Interest Rate Increases May Affect MF Acquisitions
“Another 60 basis point rate hike will be difficult to absorb.”
NEW YORK CITY–What will it take to for the seemingly indefatigable multifamily asset class to lose steam/? Slowing rent growth in many markets due to high supply hasn’t had much of an impact so far this year. According to Real Capital Analytics, multifamily sales volume for the first half of 2018 was $69.8 billion, a 7.7% year-over-year increase. Meanwhile, some $250 billion has been earmarked for continued investment in the sector, according to an Real Capital Markets survey.
But while the asset class is navigating shifting supply-demand fundamentals with ease, a new challenge is looming that could prove to be harder to overcome: interest rate increases. Real Capital Markets’ “Multifamily Investor Sentiment Report” says that nearly 70% of survey respondents said that the prospect of further increases is having and will have an impact on acquisition strategies.
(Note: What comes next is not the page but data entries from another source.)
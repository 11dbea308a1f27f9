pub use sea_orm_migration::prelude::*;

mod m20261001_000001_create_actors;
mod m20261001_000002_create_referrals;
mod m20261001_000003_create_ledger_entries;
mod m20261001_000004_create_withdrawals;
mod m20261001_000005_create_commission_configs;
mod m20261001_000006_create_ranking_tiers;

pub struct Migrator;

#[async_trait::async_trait]
impl MigratorTrait for Migrator {
  fn migrations() -> Vec<Box<dyn MigrationTrait>> {
    vec![
      Box::new(m20261001_000001_create_actors::Migration),
      Box::new(m20261001_000002_create_referrals::Migration),
      Box::new(m20261001_000003_create_ledger_entries::Migration),
      Box::new(m20261001_000004_create_withdrawals::Migration),
      Box::new(m20261001_000005_create_commission_configs::Migration),
      Box::new(m20261001_000006_create_ranking_tiers::Migration),
    ]
  }
}
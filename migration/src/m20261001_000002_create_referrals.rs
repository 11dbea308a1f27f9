use sea_orm_migration::prelude::*;

use super::m20261001_000001_create_actors::Actors;

#[derive(DeriveMigrationName)]
pub struct Migration;

#[async_trait::async_trait]
impl MigrationTrait for Migration {
  async fn up(&self, manager: &SchemaManager) -> Result<(), DbErr> {
    manager
      .create_table(
        Table::create()
          .table(ReferralEntries::Table)
          .if_not_exists()
          .col(
            ColumnDef::new(ReferralEntries::Id)
              .integer()
              .not_null()
              .auto_increment()
              .primary_key(),
          )
          .col(
            ColumnDef::new(ReferralEntries::ReferrerId)
              .big_integer()
              .not_null(),
          )
          .col(
            ColumnDef::new(ReferralEntries::ReferredId)
              .big_integer()
              .not_null(),
          )
          .col(ColumnDef::new(ReferralEntries::ReferredKind).string().not_null())
          .col(
            ColumnDef::new(ReferralEntries::Commission)
              .big_integer()
              .not_null()
              .default(0),
          )
          .col(
            ColumnDef::new(ReferralEntries::Status)
              .string()
              .not_null()
              .default("pending"),
          )
          .col(
            ColumnDef::new(ReferralEntries::IsPaid)
              .boolean()
              .not_null()
              .default(false),
          )
          .col(ColumnDef::new(ReferralEntries::PaidAt).date_time().null())
          .col(ColumnDef::new(ReferralEntries::CreatedAt).date_time().not_null())
          .foreign_key(
            ForeignKey::create()
              .name("fk_referral_entries_referrer")
              .from(ReferralEntries::Table, ReferralEntries::ReferrerId)
              .to(Actors::Table, Actors::Id)
              .on_delete(ForeignKeyAction::Cascade),
          )
          .foreign_key(
            ForeignKey::create()
              .name("fk_referral_entries_referred")
              .from(ReferralEntries::Table, ReferralEntries::ReferredId)
              .to(Actors::Table, Actors::Id)
              .on_delete(ForeignKeyAction::Cascade),
          )
          .to_owned(),
      )
      .await?;

    // One entry per (referrer, referred) pair
    manager
      .create_index(
        Index::create()
          .name("idx_referral_entries_pair")
          .table(ReferralEntries::Table)
          .col(ReferralEntries::ReferrerId)
          .col(ReferralEntries::ReferredId)
          .unique()
          .to_owned(),
      )
      .await?;

    manager
      .create_table(
        Table::create()
          .table(ReferralTransactions::Table)
          .if_not_exists()
          .col(
            ColumnDef::new(ReferralTransactions::Id)
              .integer()
              .not_null()
              .auto_increment()
              .primary_key(),
          )
          .col(
            ColumnDef::new(ReferralTransactions::EntryId)
              .big_integer()
              .not_null(),
          )
          .col(
            ColumnDef::new(ReferralTransactions::Amount)
              .big_integer()
              .not_null(),
          )
          .col(
            ColumnDef::new(ReferralTransactions::Commission)
              .big_integer()
              .not_null(),
          )
          .col(
            ColumnDef::new(ReferralTransactions::Description)
              .string()
              .not_null(),
          )
          .col(
            ColumnDef::new(ReferralTransactions::Status)
              .string()
              .not_null()
              .default("completed"),
          )
          .col(
            ColumnDef::new(ReferralTransactions::CreatedAt)
              .date_time()
              .not_null(),
          )
          .foreign_key(
            ForeignKey::create()
              .name("fk_referral_transactions_entry")
              .from(ReferralTransactions::Table, ReferralTransactions::EntryId)
              .to(ReferralEntries::Table, ReferralEntries::Id)
              .on_delete(ForeignKeyAction::Cascade),
          )
          .to_owned(),
      )
      .await?;

    manager
      .create_index(
        Index::create()
          .name("idx_referral_transactions_entry")
          .table(ReferralTransactions::Table)
          .col(ReferralTransactions::EntryId)
          .to_owned(),
      )
      .await
  }

  async fn down(&self, manager: &SchemaManager) -> Result<(), DbErr> {
    manager
      .drop_table(Table::drop().table(ReferralTransactions::Table).to_owned())
      .await?;

    manager
      .drop_table(Table::drop().table(ReferralEntries::Table).to_owned())
      .await
  }
}

#[derive(DeriveIden)]
enum ReferralEntries {
  Table,
  Id,
  ReferrerId,
  ReferredId,
  ReferredKind,
  Commission,
  Status,
  IsPaid,
  PaidAt,
  CreatedAt,
}

#[derive(DeriveIden)]
enum ReferralTransactions {
  Table,
  Id,
  EntryId,
  Amount,
  Commission,
  Description,
  Status,
  CreatedAt,
}
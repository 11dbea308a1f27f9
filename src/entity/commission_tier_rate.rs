use sea_orm::entity::prelude::*;
use serde::{Deserialize, Serialize};

use super::commission_config;

#[derive(Clone, Debug, PartialEq, DeriveEntityModel, Serialize, Deserialize)]
#[sea_orm(table_name = "commission_tier_rates")]
pub struct Model {
  #[sea_orm(primary_key)]
  pub id: i64,
  pub config_id: i64,
  pub min_amount: i64,
  /// Inclusive; `None` is unbounded
  pub max_amount: Option<i64>,
  pub rate_bps: i32,
}

impl Model {
  pub fn contains(&self, amount: i64) -> bool {
    amount >= self.min_amount && self.max_amount.is_none_or(|max| amount <= max)
  }
}

#[derive(Copy, Clone, Debug, EnumIter, DeriveRelation)]
pub enum Relation {
  #[sea_orm(
    belongs_to = "commission_config::Entity",
    from = "Column::ConfigId",
    to = "commission_config::Column::Id"
  )]
  Config,
}

impl Related<commission_config::Entity> for Entity {
  fn to() -> RelationDef {
    Relation::Config.def()
  }
}

impl ActiveModelBehavior for ActiveModel {}
use sea_orm::entity::prelude::*;
use serde::{Deserialize, Serialize};

use super::{actor, withdrawal::WithdrawalType};

#[derive(Clone, Debug, PartialEq, DeriveEntityModel, Serialize, Deserialize)]
#[sea_orm(table_name = "withdrawal_settings")]
pub struct Model {
  #[sea_orm(primary_key, auto_increment = false)]
  pub agent_id: i64,
  pub preferred_type: WithdrawalType,
  pub minimum_amount: i64,
  pub maximum_amount: i64,
}

#[derive(Copy, Clone, Debug, EnumIter, DeriveRelation)]
pub enum Relation {
  #[sea_orm(
    belongs_to = "actor::Entity",
    from = "Column::AgentId",
    to = "actor::Column::Id"
  )]
  Agent,
}

impl Related<actor::Entity> for Entity {
  fn to() -> RelationDef {
    Relation::Agent.def()
  }
}

impl ActiveModelBehavior for ActiveModel {}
Interest rates have moved up about 60 basis points over the past year and are edging close to 5%, according to Vic Clark, senior managing director for Hunt Real Estate Capital, who was quoted in the report. In response, lending agencies have found ways to reduce pricing to keep rates low despite the interest rate hikes, he says. However, he adds, “another 60 basis point rate hike will be difficult to absorb.”
Additional rate hikes could be felt in a number of ways, chief among them more cautious underwriting and pro-forma approaches. Another possibility is that investors could shift their strategies in response to lower yields, the report said, such as moving into value-add properties. But that option is limited as the investment segment is overpriced and saturated with investors.
Much will depend on what happens with rental rate increases. Some of the respondents told Real Capital Markets that if rental rates increased between 2 and 2.5% annually, which is more than expected right now, that would cancel out the effect of additional interest rate increases.
The Fed’s Trajectory
After two rate increases in the first half of the year, Federal Open Market Committee meeting officials voted to keep interest rates unchanged, at a range of 1.75 to 2% at the last meeting. However the statement officials released indicates that a rate increase is coming next month and then again in December. They noted that “further gradual increases in the target range for the federal funds rate will be consistent with sustained expansion of economic activity, strong labor market conditions and inflation near the committee’s symmetric 2% objective over the medium term.”